No Maranhão, menos de 6% declaram o IRPF; e a renda média geral era de R$ 363 ao mês em 2018. Mesmo em um estado nordestino mais industrializado como Pernambuco, o rendimento médio mensal não alcançava R$ 700.
“Os resultados mostram ainda uma nova fronteira de ganhos cada vez mais concentrados em alguns locais do Centro-Oeste, onde muitos novos ricos têm renda elevada”, diz Neri.
Um exemplo é Aporé (GO), onde apenas 11,3% declaram o IRPF. Eles fazem do município o segundo do país em rendimentos (R$ 46,4 mil mensais) e o primeiro em patrimônio líquido (R$ 6,5 milhões, em média).
Além de Aporé, a reportagem examinou outros locais que destacam-se no levantamento da FGV Social, como a rica Nova Lima, em Minas Gerais, e a cidade com a menor renda média do país, Fernando Falcão, no Maranhão.
Neri ressalta que níveis educacionais e de produtividade do trabalho seguem determinantes para a desigualdade no Brasil. “O efeito curso superior é muito importante para a renda e não caiu, mesmo na crise.”
Segundo relatório da OCDE, ter curso superior no Brasil significa ganho salarial médio de 150% a mais em relação aos que não o têm (cerca de 85% da população).
Outra fonte de melhora importante na renda é o chamado “efeito firma”: a empresa onde se trabalha. Quanto mais produtiva e organizada, maiores os salários; quanto mais empresas do tipo numa região, mais elevada a renda.
Mais dependente de empregos informais e de baixa produtividade nos últimos anos, a economia brasileira tende, portanto, a aprofundar a desigualdade, com os empregados formais e os que vivem em áreas mais dinâmicas se distanciando cada vez mais.

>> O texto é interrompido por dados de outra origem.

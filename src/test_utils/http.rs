use axum::{body::Body, response::Response};

#[track_caller]
pub(crate) fn get_header(response: &Response<Body>, header_name: &str) -> String {
    let header_error_message = format!("Headers missing {header_name}");

    response
        .headers()
        .get(header_name)
        .expect(&header_error_message)
        .to_str()
        .expect("Could not convert to str")
        .to_string()
}

#[track_caller]
pub(crate) fn assert_redirect_to(response: &Response<Body>, endpoint: &str) {
    assert_eq!(get_header(response, "location"), endpoint);
}
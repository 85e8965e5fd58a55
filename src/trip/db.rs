//! Database operations for trips.

use rusqlite::{Connection, Row};
use time::OffsetDateTime;

use crate::{
    Error,
    trip::{Trip, TripDays, TripId, TripName},
};

/// Create a trip and return it with its generated ID.
pub fn create_trip(name: TripName, days: TripDays, connection: &Connection) -> Result<Trip, Error> {
    let created_at = OffsetDateTime::now_utc();

    connection.execute(
        "INSERT INTO trip (name, days, created_at) VALUES (?1, ?2, ?3);",
        (name.as_ref(), days.as_i64(), &created_at),
    )?;

    let id = connection.last_insert_rowid();

    Ok(Trip {
        id,
        name,
        days,
        created_at,
    })
}

/// Retrieve a single trip by ID.
pub fn get_trip(trip_id: TripId, connection: &Connection) -> Result<Trip, Error> {
    connection
        .prepare("SELECT id, name, days, created_at FROM trip WHERE id = :id;")?
        .query_row(&[(":id", &trip_id)], map_row)
        .map_err(|error| error.into())
}

/// Retrieve all trips, newest first, ties broken by ID descending.
pub fn get_all_trips(connection: &Connection) -> Result<Vec<Trip>, Error> {
    connection
        .prepare("SELECT id, name, days, created_at FROM trip ORDER BY created_at DESC, id DESC;")?
        .query_map([], map_row)?
        .map(|maybe_trip| maybe_trip.map_err(|error| error.into()))
        .collect()
}

/// Overwrite a trip's name and day count.
///
/// The new day count may be smaller than the highest day number already used
/// by the trip's items; such items are silently left outside the new range.
///
/// # Errors
/// Returns [Error::UpdateMissingTrip] if no trip has `trip_id`.
pub fn update_trip(
    trip_id: TripId,
    name: TripName,
    days: TripDays,
    connection: &Connection,
) -> Result<(), Error> {
    let rows_affected = connection.execute(
        "UPDATE trip SET name = ?1, days = ?2 WHERE id = ?3",
        (name.as_ref(), days.as_i64(), trip_id),
    )?;

    if rows_affected == 0 {
        return Err(Error::UpdateMissingTrip);
    }

    Ok(())
}

/// Delete a trip by ID, cascading to its day items.
///
/// # Errors
/// Returns [Error::DeleteMissingTrip] if no trip has `trip_id`.
pub fn delete_trip(trip_id: TripId, connection: &Connection) -> Result<(), Error> {
    let rows_affected = connection.execute("DELETE FROM trip WHERE id = ?1", [trip_id])?;

    if rows_affected == 0 {
        return Err(Error::DeleteMissingTrip);
    }

    Ok(())
}

/// Initialize the trip table.
pub fn create_trip_table(connection: &Connection) -> Result<(), rusqlite::Error> {
    connection.execute_batch(
        "CREATE TABLE IF NOT EXISTS trip (
            id INTEGER PRIMARY KEY,
            name TEXT NOT NULL,
            days INTEGER NOT NULL,
            created_at TEXT NOT NULL
        );",
    )?;

    Ok(())
}

fn map_row(row: &Row) -> Result<Trip, rusqlite::Error> {
    let id = row.get(0)?;

    let raw_name: String = row.get(1)?;
    let name = TripName::new_unchecked(&raw_name);

    let days = TripDays::new_unchecked(row.get(2)?);
    let created_at = row.get(3)?;

    Ok(Trip {
        id,
        name,
        days,
        created_at,
    })
}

Para o economista do Ipea (Instituto de Pesquisa Econômica Aplicada) Pedro Ferreira de Souza, uma resposta mais estrutural para a desigualdade seria o Brasil perseguir reformas que aumentem a base de pessoas que declaram Imposto de Renda –e reduzir as deduções que favorecem os mais ricos, como as associadas a despesas médicas.
Souza é autor de “Uma História de Desigualdade: A Concentração de Renda entre os Ricos no Brasil”, Prêmio Jabuti de Melhor Livro de 2019 e que esmiúça as disparidades sociais no país e o efeito do Imposto de Renda.
“Tributamos muito o consumo e pouco a renda e o patrimônio. Mudar isso é o caminho mais óbvio para combater a desigualdade.”
Souza afirma que o ideal seria cada vez mais pessoas declararem o IRPF, mesmo que os mais pobres, ao final, não pagassem tributo algum em razão de sua renda.Ele também vê espaço para que o Brasil crie uma faixa de tributação acima da alíquota máxima de 27,5% para os que ganham mais.
“Outros países de renda média como o Brasil têm alíquotas máximas de 35% a 40%. Poderíamos tranquilamente fazer isso por aqui também”, diz.